Four of MSU’s assistant coaches remain from the previous staff: defensive coordinator Joe Rossi, safeties coach James Adams, tight ends coach Brian Wozniak and wide receivers coach Courtney Hawkins. Adams joined the staff in 2025. Brian Wozniak came with Smith from Oregon State a year earlier. Rossi was hired by Smith immediately two years ago, as well, though was previously at Minnesota. Hawkins is a double-holdover, an original hire by Mel Tucker in 2020, his value then also seen by Smith and now Fitzgerald.
“It wasn’t like I come with the building or something,” said Hawkins, who starred at MSU in the late 1980s and early 90s, before a nine-year NFL career. “Coach (Fitzgerald) interviewed me. I interviewed with the OC (offensive coordinator Nick Sheridan). He interviewed some other guys. … I don’t talk about myself, but when it comes to wideouts, on and off the field, I’m pretty good at what I do. I think that comes from my experience.
“I tell people, ‘I’m blessed by the good Lord to be able to coach receivers. But every day I wake up, I’m a receiver, man. It’s what I am.’ So I understand how we walk, talk, think, what we should be doing to be great.”
Outside of hiring linebackers coach and co-defensive coordinator Max Bullough and luring away Iowa special teams coach LaVar Woods, Fitzgerald’s most popular moves have been the retention of Hawkins and Rossi.
Hawkins has played a significant role as a teacher and recruiter. He landed Nick Marsh under Tucker and kept Marsh in the fold when Smith was hired. He was critical in getting a commitment from four-star Detroit Catholic Central receiver Samson Gash last June and then getting Gash back on board to sign in February.

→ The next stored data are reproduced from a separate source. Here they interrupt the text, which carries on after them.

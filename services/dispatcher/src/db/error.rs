//! Database error types.

use thiserror::Error;

/// Database operation errors.
#[derive(Debug, Error)]
pub enum DbError {
    /// Failed to connect to the database.
    #[error("failed to connect to database: {0}")]
    Connect(#[source] sqlx::Error),

    /// Failed to execute a query.
    #[error("query failed: {0}")]
    Query(#[source] sqlx::Error),

    /// Failed to run migrations.
    #[error("migration failed: {0}")]
    Migration(#[source] sqlx::migrate::MigrateError),

    /// The scheduling tables are not installed.
    #[error("schema not installed: {0} is missing; run the migrations")]
    SchemaMissing(&'static str),

    /// A stored row does not describe a valid work item or node.
    #[error("invalid row in {table}: {message}")]
    InvalidRow { table: &'static str, message: String },

    /// Serialization error.
    #[error("serialization error: {0}")]
    Serialization(#[from] serde_json::Error),
}

impl DbError {
    pub(crate) fn invalid_row(table: &'static str, message: impl std::fmt::Display) -> Self {
        Self::InvalidRow {
            table,
            message: message.to_string(),
        }
    }
}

MSU lost Marsh this offseason to Indiana, just as it lost receiver Keon Coleman after two years to Florida State.
Perhaps at some point, MSU’s program can get back to a place where its star receivers aren’t looking for somewhere they can win late in their college careers. Hawkins, too, had opportunities elsewhere this offseason, but …
“There’s not a place I’d rather be at this point in my life,” Hawkins said this week, halfway through spring practice. “I want to be part of the solution, getting our program back to dominance, our way. We’re not far away at all. We’ve got the right guy (Fitzgerald). Great energy, holding the building accountable, holding the guys accountable, practicing like pros, practicing like every day is a game, the meetings, the intensity.”
No coach in a program that’s won only four or five games in each of the last four seasons should be able to say “We’re not that far away at all” without expounding on that. Because MSU has looked a ways away for a while now.
“I think we’ve got the right personnel, we’ve got the right leadership,” Hawkins explained. “I think we’ve got the right approach to — I think the more you understand the Big Ten, you give yourself a better opportunity to go out and win and compete against Big Ten teams. Fitz has got a tremendous understanding of what it takes in this particular league to win. Like, one of the first things he came in and attacked was our size. We talked about it openly. So we went out in the portal, it wasn’t about going out getting little cool wideouts that can run around. We’re like, ‘Where’s the biggest O-line(man)? Where’s the biggest D-line(man? Let’s get back (to) what Michigan State has looked like over the years.’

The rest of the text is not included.